== Data for this task ==

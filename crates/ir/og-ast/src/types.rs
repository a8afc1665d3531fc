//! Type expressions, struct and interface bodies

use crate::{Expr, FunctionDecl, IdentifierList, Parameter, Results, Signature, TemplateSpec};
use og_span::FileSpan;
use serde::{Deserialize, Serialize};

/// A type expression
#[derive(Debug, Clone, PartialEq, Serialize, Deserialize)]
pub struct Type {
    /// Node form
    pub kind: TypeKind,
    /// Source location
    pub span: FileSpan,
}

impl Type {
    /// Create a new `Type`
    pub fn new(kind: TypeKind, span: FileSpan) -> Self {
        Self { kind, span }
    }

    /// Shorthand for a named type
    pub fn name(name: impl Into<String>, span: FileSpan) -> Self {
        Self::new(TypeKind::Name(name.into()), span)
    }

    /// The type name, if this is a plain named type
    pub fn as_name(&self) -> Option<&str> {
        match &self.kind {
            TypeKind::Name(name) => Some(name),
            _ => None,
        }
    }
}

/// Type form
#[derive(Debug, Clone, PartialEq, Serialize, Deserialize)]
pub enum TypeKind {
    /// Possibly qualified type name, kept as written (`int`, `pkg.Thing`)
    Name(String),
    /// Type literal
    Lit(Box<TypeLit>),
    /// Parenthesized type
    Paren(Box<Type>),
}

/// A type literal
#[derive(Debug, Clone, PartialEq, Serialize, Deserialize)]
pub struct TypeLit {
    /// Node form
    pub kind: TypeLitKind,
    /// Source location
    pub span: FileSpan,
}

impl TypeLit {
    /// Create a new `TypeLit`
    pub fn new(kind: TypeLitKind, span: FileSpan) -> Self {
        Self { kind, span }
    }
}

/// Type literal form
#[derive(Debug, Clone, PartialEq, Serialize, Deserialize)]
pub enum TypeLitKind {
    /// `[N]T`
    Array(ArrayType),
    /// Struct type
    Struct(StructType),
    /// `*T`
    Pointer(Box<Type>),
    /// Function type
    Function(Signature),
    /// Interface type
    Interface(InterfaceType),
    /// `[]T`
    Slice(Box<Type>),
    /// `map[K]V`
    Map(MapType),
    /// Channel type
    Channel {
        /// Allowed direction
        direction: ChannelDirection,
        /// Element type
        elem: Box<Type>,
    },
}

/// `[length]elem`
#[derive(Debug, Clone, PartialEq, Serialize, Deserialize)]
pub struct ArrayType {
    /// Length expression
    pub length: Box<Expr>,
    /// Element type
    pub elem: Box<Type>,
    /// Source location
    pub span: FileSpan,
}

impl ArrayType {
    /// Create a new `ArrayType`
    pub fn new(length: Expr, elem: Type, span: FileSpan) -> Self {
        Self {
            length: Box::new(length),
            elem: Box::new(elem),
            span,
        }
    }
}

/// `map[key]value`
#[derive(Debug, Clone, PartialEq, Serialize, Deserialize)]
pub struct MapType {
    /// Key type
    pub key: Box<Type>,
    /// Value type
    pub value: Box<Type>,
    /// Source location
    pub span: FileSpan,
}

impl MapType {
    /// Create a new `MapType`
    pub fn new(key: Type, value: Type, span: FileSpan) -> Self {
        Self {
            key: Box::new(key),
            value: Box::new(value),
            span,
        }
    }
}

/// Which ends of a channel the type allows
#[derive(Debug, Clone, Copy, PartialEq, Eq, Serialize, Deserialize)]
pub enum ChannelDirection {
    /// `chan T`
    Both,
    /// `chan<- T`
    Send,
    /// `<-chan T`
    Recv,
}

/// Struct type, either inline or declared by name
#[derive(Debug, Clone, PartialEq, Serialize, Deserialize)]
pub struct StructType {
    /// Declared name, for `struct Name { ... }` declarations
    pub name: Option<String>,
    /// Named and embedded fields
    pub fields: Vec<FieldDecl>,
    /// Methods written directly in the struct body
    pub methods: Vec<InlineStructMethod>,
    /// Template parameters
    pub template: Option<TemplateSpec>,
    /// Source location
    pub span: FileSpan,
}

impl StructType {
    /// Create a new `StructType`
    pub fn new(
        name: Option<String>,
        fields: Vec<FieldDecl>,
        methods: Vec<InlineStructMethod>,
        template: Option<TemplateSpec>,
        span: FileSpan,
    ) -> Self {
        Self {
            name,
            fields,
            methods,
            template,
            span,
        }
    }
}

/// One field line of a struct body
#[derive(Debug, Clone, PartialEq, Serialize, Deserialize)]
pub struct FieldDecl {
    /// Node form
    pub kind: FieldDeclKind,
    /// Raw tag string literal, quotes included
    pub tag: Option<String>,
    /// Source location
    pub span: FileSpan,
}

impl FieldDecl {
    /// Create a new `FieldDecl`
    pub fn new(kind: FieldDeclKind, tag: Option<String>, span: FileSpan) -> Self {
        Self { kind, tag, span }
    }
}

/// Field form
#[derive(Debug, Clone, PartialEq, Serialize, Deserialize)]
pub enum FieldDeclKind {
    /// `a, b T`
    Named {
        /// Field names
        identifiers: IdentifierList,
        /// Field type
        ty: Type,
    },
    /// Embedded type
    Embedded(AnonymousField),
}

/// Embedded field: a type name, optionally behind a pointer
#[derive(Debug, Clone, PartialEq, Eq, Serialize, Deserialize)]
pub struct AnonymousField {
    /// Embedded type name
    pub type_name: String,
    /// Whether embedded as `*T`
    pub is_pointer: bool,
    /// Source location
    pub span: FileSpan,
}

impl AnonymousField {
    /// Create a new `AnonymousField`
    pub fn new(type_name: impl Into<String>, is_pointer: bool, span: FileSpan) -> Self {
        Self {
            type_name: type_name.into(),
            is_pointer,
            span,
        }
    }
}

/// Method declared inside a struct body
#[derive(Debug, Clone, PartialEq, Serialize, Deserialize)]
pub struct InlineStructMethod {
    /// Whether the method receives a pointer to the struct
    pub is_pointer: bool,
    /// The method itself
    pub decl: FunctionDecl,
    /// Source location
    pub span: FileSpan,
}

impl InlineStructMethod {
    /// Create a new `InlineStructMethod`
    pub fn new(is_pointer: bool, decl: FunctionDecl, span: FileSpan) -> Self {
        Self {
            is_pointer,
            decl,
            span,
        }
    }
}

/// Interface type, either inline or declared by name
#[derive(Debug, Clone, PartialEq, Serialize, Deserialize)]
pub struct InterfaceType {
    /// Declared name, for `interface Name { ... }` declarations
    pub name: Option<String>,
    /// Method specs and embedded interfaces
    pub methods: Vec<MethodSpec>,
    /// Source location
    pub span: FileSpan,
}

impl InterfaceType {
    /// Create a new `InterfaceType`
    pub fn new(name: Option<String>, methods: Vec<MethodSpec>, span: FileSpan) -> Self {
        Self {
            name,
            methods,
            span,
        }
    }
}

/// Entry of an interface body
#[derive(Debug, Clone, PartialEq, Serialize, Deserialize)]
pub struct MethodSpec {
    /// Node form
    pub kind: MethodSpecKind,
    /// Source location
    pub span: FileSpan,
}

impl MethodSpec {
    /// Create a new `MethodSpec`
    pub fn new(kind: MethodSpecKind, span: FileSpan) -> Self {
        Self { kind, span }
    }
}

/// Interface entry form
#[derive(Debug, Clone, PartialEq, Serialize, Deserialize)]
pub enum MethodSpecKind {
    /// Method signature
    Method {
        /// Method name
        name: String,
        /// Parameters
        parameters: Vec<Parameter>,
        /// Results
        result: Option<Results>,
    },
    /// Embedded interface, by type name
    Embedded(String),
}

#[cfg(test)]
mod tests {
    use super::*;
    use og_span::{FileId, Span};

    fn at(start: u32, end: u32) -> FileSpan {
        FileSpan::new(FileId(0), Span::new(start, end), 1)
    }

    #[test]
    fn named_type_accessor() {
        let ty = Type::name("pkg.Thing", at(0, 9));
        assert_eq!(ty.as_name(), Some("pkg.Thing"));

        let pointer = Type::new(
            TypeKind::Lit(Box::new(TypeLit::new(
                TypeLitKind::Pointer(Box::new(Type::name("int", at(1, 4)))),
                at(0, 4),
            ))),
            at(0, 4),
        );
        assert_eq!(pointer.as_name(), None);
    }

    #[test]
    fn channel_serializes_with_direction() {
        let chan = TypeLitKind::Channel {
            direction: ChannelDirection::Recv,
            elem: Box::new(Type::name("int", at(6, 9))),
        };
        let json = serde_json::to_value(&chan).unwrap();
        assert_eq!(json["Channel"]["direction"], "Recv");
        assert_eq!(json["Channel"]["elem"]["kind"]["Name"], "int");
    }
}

===

• **Requirement**
From the data, list each line in which the string "TypeLitKind" appears.

• **Answer section**
    pub kind: TypeLitKind,
    pub fn new(kind: TypeLitKind, span: FileSpan) -> Self {
pub enum TypeLitKind {
                TypeLitKind::Pointer(Box::new(Type::name("int", at(1, 4)))),
        let chan = TypeLitKind::Channel {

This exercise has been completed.